Map of Literature Traces the Geography of Reading Since Ancient Times
In Martin Vargic’s imagination, the history of Western literature looks a lot like Scandinavia. His Map of Literature sketches the geography of writing across time periods and styles, assigning landmasses to genres and movements in books dating back to ancient times.
The 17-year-old has just released a book, Vargic’s Miscellany of Curious Maps: Mapping Out the Modern World—out from publisher Michael Joseph in the UK now, and arriving the U.S. in December. More than 70 infographic maps included in the book span topics ranging from sports to average penis length to the number of tractors per capita.
Vargic, a Slovakian student who previously created the Map of the Internet 1.0, among other viral infographics, is inspired by old National Geographic maps, and his maps have the familiar feel of the kind of posters that might hang in a school classroom.

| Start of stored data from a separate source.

//! Control-channel commands the engine sends.

use std::fmt;

use crate::attr::{DataType, Dcau, Mode, Protection};
use crate::restart_marker::RestartMarker;

#[derive(Debug, Clone, PartialEq, Eq)]
pub enum Command {
    Noop,
    Quit,
    SiteHelp,
    Feat,
    Type(DataType),
    Mode(Mode),
    Dcau(Dcau),
    Pbsz(u64),
    Prot(Protection),
    Sbuf(u64),
    SiteBufsize(u64),
    OptsRetr(String),
    Pasv,
    Port(String),
    Rest(RestartMarker),
    Allo(u64),
    Retr(String),
    Eret { alg: String, path: String },
    Stor(String),
    Appe(String),
    Esto { alg: String, path: String },
    List(String),
    Nlst(String),
    Mlsd(String),
    Mlst(String),
    Stat(String),
    Size(String),
    Mdtm(String),
    Cksm {
        algorithm: String,
        offset: u64,
        length: i64,
        path: String,
    },
    Dele(String),
    Mkd(String),
    Rmd(String),
    Cwd(String),
    Rnfr(String),
    Rnto(String),
    Chmod { mode: u32, path: String },
}

impl Command {
    /// Whether this command opens a data transfer on the control channel.
    pub fn moves_data(&self) -> bool {
        matches!(
            self,
            Command::Retr(_)
                | Command::Eret { .. }
                | Command::Stor(_)
                | Command::Appe(_)
                | Command::Esto { .. }
                | Command::List(_)
                | Command::Nlst(_)
                | Command::Mlsd(_)
        )
    }
}

impl fmt::Display for Command {
    fn fmt(&self, f: &mut fmt::Formatter<'_>) -> fmt::Result {
        match self {
            Command::Noop => f.write_str("NOOP"),
            Command::Quit => f.write_str("QUIT"),
            Command::SiteHelp => f.write_str("SITE HELP"),
            Command::Feat => f.write_str("FEAT"),
            Command::Type(t) => write!(f, "TYPE {}", t.code()),
            Command::Mode(m) => write!(f, "MODE {}", m.code()),
            Command::Dcau(d) => match d {
                Dcau::None => f.write_str("DCAU N"),
                Dcau::SelfAuth | Dcau::Default => f.write_str("DCAU A"),
                Dcau::Subject(s) => write!(f, "DCAU S {}", s),
            },
            Command::Pbsz(n) => write!(f, "PBSZ {}", n),
            Command::Prot(p) => write!(f, "PROT {}", p.code()),
            Command::Sbuf(n) => write!(f, "SBUF {}", n),
            Command::SiteBufsize(n) => write!(f, "SITE BUFSIZE {}", n),
            Command::OptsRetr(opts) => write!(f, "OPTS RETR {}", opts),
            Command::Pasv => f.write_str("PASV"),
            Command::Port(hp) => write!(f, "PORT {}", hp),
            Command::Rest(marker) => write!(f, "REST {}", marker),
            Command::Allo(n) => write!(f, "ALLO {}", n),
            Command::Retr(p) => write!(f, "RETR {}", p),
            Command::Eret { alg, path } => write!(f, "ERET {} {}", alg, path),
            Command::Stor(p) => write!(f, "STOR {}", p),
            Command::Appe(p) => write!(f, "APPE {}", p),
            Command::Esto { alg, path } => write!(f, "ESTO {} {}", alg, path),
            Command::List(p) => write!(f, "LIST {}", p),
            Command::Nlst(p) => write!(f, "NLST {}", p),
            Command::Mlsd(p) => write!(f, "MLSD {}", p),
            Command::Mlst(p) => write!(f, "MLST {}", p),
            Command::Stat(p) => write!(f, "STAT {}", p),
            Command::Size(p) => write!(f, "SIZE {}", p),
            Command::Mdtm(p) => write!(f, "MDTM {}", p),
            Command::Cksm {
                algorithm,
                offset,
                length,
                path,
            } => write!(f, "CKSM {} {} {} {}", algorithm, offset, length, path),
            Command::Dele(p) => write!(f, "DELE {}", p),
            Command::Mkd(p) => write!(f, "MKD {}", p),
            Command::Rmd(p) => write!(f, "RMD {}", p),
            Command::Cwd(p) => write!(f, "CWD {}", p),
            Command::Rnfr(p) => write!(f, "RNFR {}", p),
            Command::Rnto(p) => write!(f, "RNTO {}", p),
            Command::Chmod { mode, path } => write!(f, "SITE CHMOD {:o} {}", mode, path),
        }
    }
}

#[cfg(test)]
mod tests {
    use super::*;

    #[test]
    fn test_wire_forms() {
        assert_eq!(Command::Type(DataType::Image).to_string(), "TYPE I");
        assert_eq!(Command::Mode(Mode::ExtendedBlock).to_string(), "MODE E");
        assert_eq!(Command::Dcau(Dcau::None).to_string(), "DCAU N");
        assert_eq!(
            Command::Dcau(Dcau::Subject("/O=Grid/CN=x".into())).to_string(),
            "DCAU S /O=Grid/CN=x"
        );
        assert_eq!(
            Command::Eret {
                alg: "P 100 100".into(),
                path: "/a/b".into()
            }
            .to_string(),
            "ERET P 100 100 /a/b"
        );
        assert_eq!(
            Command::Chmod {
                mode: 0o755,
                path: "/x".into()
            }
            .to_string(),
            "SITE CHMOD 755 /x"
        );
        let mut marker = RestartMarker::new();
        marker.insert_range(0, 100).unwrap();
        assert_eq!(Command::Rest(marker).to_string(), "REST 0-100");
    }

    #[test]
    fn test_data_commands() {
        assert!(Command::Retr("/f".into()).moves_data());
        assert!(Command::Mlsd("/".into()).moves_data());
        assert!(!Command::Mlst("/".into()).moves_data());
        assert!(!Command::Pasv.moves_data());
    }
}
//! One-shot timers the state machines use for delayed work: restart
//! delays, faked NOOP replies, faked close callbacks.

use std::collections::HashSet;
use std::sync::atomic::{AtomicU64, Ordering};
use std::sync::{Arc, Mutex, PoisonError};
use std::thread;
use std::time::Duration;

use crate::error::ClientError;

pub type Task = Box<dyn FnOnce() + Send + 'static>;

#[derive(Debug, Clone, Copy, PartialEq, Eq, Hash)]
pub struct TimerId(u64);

/// Schedules callbacks outside the caller's stack.
///
/// A task must never run on the thread that registered it, so callers may
/// hold locks the task will take.
pub trait Reactor: Send + Sync {
    fn register_oneshot(&self, delay: Duration, task: Task) -> Result<TimerId, ClientError>;

    /// Cancels a pending task. Returns true if it was cancelled before it
    /// started; false if it already ran, is running, or is unknown.
    fn unregister(&self, id: TimerId) -> bool;
}

/// Runs each task on its own thread after sleeping out the delay.
#[derive(Default)]
pub struct ThreadReactor {
    next_id: AtomicU64,
    pending: Arc<Mutex<HashSet<TimerId>>>,
}

impl ThreadReactor {
    pub fn new() -> Self {
        Self::default()
    }
}

impl Reactor for ThreadReactor {
    fn register_oneshot(&self, delay: Duration, task: Task) -> Result<TimerId, ClientError> {
        let id = TimerId(self.next_id.fetch_add(1, Ordering::SeqCst));
        self.pending
            .lock()
            .unwrap_or_else(PoisonError::into_inner)
            .insert(id);
        let pending = Arc::clone(&self.pending);
        let spawned = thread::Builder::new()
            .name(format!("gridftp-timer-{}", id.0))
            .spawn(move || {
                if !delay.is_zero() {
                    thread::sleep(delay);
                }
                let claimed = pending
                    .lock()
                    .unwrap_or_else(PoisonError::into_inner)
                    .remove(&id);
                if claimed {
                    task();
                }
            });
        if let Err(e) = spawned {
            self.pending
                .lock()
                .unwrap_or_else(PoisonError::into_inner)
                .remove(&id);
            return Err(e.into());
        }
        Ok(id)
    }

    fn unregister(&self, id: TimerId) -> bool {
        self.pending
            .lock()
            .unwrap_or_else(PoisonError::into_inner)
            .remove(&id)
    }
}

#[cfg(test)]
mod tests {
    use super::*;
    use std::sync::mpsc;
    use std::time::Instant;

    #[test]
    fn test_oneshot_runs_after_delay() {
        let reactor = ThreadReactor::new();
        let (tx, rx) = mpsc::channel();
        let start = Instant::now();
        reactor
            .register_oneshot(
                Duration::from_millis(30),
                Box::new(move || {
                    tx.send(Instant::now()).unwrap();
                }),
            )
            .unwrap();
        let fired = rx.recv_timeout(Duration::from_secs(5)).unwrap();
        assert!(fired.duration_since(start) >= Duration::from_millis(30));
    }

    #[test]
    fn test_unregister_before_run_cancels() {
        let reactor = ThreadReactor::new();
        let (tx, rx) = mpsc::channel::<()>();
        let id = reactor
            .register_oneshot(
                Duration::from_millis(200),
                Box::new(move || {
                    let _ = tx.send(());
                }),
            )
            .unwrap();
        assert!(reactor.unregister(id));
        assert!(!reactor.unregister(id));
        assert!(rx.recv_timeout(Duration::from_millis(400)).is_err());
    }

    #[test]
    fn test_unregister_after_run_reports_false() {
        let reactor = ThreadReactor::new();
        let (tx, rx) = mpsc::channel();
        let id = reactor
            .register_oneshot(Duration::ZERO, Box::new(move || tx.send(()).unwrap()))
            .unwrap();
        rx.recv_timeout(Duration::from_secs(5)).unwrap();
        assert!(!reactor.unregister(id));
    }
}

In the Map of Literature, literary movements become continents, authors become regions, and their works become cities. To reach the Hunchback of Notre-Dame in the land of Victor Hugo, for instance, you’d have to sail the Sea of Antagonists and cross through Alexander Dumas country. Karl Marx gets his own little island off the mainland of Modern Philosophy. Nearby, there’s Popular Non-Fiction, home to both Oprah and Dave Eggers. Walt Whitman Island is located in the middle of the Sea of Sonnets. The map is a captivating reminder of the wide world of literature, and how much even the most avid reader probably has yet to explore.